Corrected entry: In the scene where the water in the whale is going down, Marlin asks the whale, "Do I taste good, Moby?" a reference to the popular whale book, Moby Dick.

Correction: Far too obvious to be trivia.

Phixius

Corrected entry: When Mr Ray arrives at the school near the start of the film the kids all scream his name, after which one child is heard saying 'Come on, Nemo'. Nemo had not introduced himself and nobody else had told them his name.

Correction: When Nemo meets the little squid, seahorse and other fish, he would have introduced himself then; there was plenty of time for him to have made introductions in the time that his father was talking with the other parents.

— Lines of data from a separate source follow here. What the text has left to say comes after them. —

use serde::{Deserialize, Serialize};
use std::sync::Arc;
use tracing::debug;

use crate::{
    error::Result,
    storage::{load_versioned, save_versioned, KeyValueStore},
    types::{HealthSample, WireHealthRecord},
};

/// Key of the persisted chart history
pub const HEALTH_HISTORY_KEY: &str = "@health_history";

/// Number of points kept for the heart rate and SpO2 charts
pub const HISTORY_POINTS: usize = 12;

/// Parallel series of the most recent readings, oldest first
#[derive(Debug, Clone, Default, PartialEq, Eq, Serialize, Deserialize)]
#[serde(rename_all = "camelCase")]
pub struct HealthHistoryData {
    /// Heart rate readings in bpm
    pub heart_rate: Vec<u32>,
    /// SpO2 readings in percent
    pub spo2: Vec<u32>,
    /// ISO-8601 receive times
    pub timestamps: Vec<String>,
}

/// Rolling window of recent readings backing the dashboard charts
#[derive(Clone)]
pub struct HealthHistory {
    store: Arc<dyn KeyValueStore>,
}

impl HealthHistory {
    /// Create a history persisted in `store`
    #[must_use]
    pub fn new(store: Arc<dyn KeyValueStore>) -> Self {
        Self { store }
    }

    /// Append a sample, keeping only the last [`HISTORY_POINTS`] readings
    ///
    /// # Errors
    ///
    /// Returns the underlying store or serialization error.
    pub async fn add(&self, sample: &HealthSample) -> Result<()> {
        let mut history = self.get().await?;

        history.heart_rate.push(sample.heart_rate);
        history.spo2.push(sample.spo2);
        history
            .timestamps
            .push(WireHealthRecord::from(sample).timestamp);

        if history.heart_rate.len() > HISTORY_POINTS {
            let excess = history.heart_rate.len() - HISTORY_POINTS;
            history.heart_rate.drain(..excess);
            history.spo2.drain(..excess);
            history.timestamps.drain(..excess);
        }

        save_versioned(self.store.as_ref(), HEALTH_HISTORY_KEY, &history).await?;
        debug!("Health history holds {} points", history.heart_rate.len());
        Ok(())
    }

    /// Current history
    ///
    /// # Errors
    ///
    /// Returns the underlying store error.
    pub async fn get(&self) -> Result<HealthHistoryData> {
        Ok(load_versioned(self.store.as_ref(), HEALTH_HISTORY_KEY)
            .await?
            .unwrap_or_default())
    }

    /// Drop all readings
    ///
    /// # Errors
    ///
    /// Returns the underlying store error.
    pub async fn clear(&self) -> Result<()> {
        self.store.remove(HEALTH_HISTORY_KEY).await
    }

    /// Heart rate chart series, left padded with zeros to [`HISTORY_POINTS`]
    ///
    /// # Errors
    ///
    /// Returns the underlying store error.
    pub async fn heart_rate_chart(&self) -> Result<Vec<u32>> {
        Ok(pad_series(&self.get().await?.heart_rate))
    }

    /// SpO2 chart series, left padded with zeros to [`HISTORY_POINTS`]
    ///
    /// # Errors
    ///
    /// Returns the underlying store error.
    pub async fn spo2_chart(&self) -> Result<Vec<u32>> {
        Ok(pad_series(&self.get().await?.spo2))
    }
}

fn pad_series(values: &[u32]) -> Vec<u32> {
    let recent = &values[values.len().saturating_sub(HISTORY_POINTS)..];
    let mut padded = vec![0; HISTORY_POINTS - recent.len()];
    padded.extend_from_slice(recent);
    padded
}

Corrected entry: If you look at Bruce the shark it looks like he has three sets of bottom teeth and only one set of top teeth. (00:25:15)

Angel_girl

Correction: Not one species of aquatic life in this entire movie is anatomically correct. It's a cartoon, that's just the style in which it was made, not a mistake.

Phixius

Corrected entry: When Nemo is jumping on Marlin the first day of school, the shot pans upward and it looks as though there is some sort of coral or plant life formation directly above the anemone. In all other shots there is nothing between the anemone and the ocean's surface. (00:05:15)

JustJudy

Correction: All exterior shots of the anemone show all sorts of plant life all around - it's quite obviously situated near the bottom of the reef where the ocean life is the most lush. The submitter may have been confusing this anemone with the one Marlin and Coral had bought at the beginning of the film, which is situated in a wide-open environment. This isn't the same one that Marlin and Nemo live in presently, though - the events that took Coral away from him have taught Marlin that a better habitat is well-protected, so they moved to a different neighborhood.

Phil C.

Corrected entry: When one of the fish in the tank asks Gill why this escape plan would work when the others didn't, he says that now they have Nemo (who is small enough to fit in the filter). However, both the french fish and the purple and yellow fish are smaller than Nemo.

Correction: The French one is a crustacean, therefore wouldnt be able to jump into the filter and then swim through the pipe. The yellow one's size does differ from Nemo's as the yellow one is more vertical than wide so he would have a very tough time going through the tube, and the purple one has an extreme phobia of germs and the filter is very filthy so most likely he wouldnt go near it.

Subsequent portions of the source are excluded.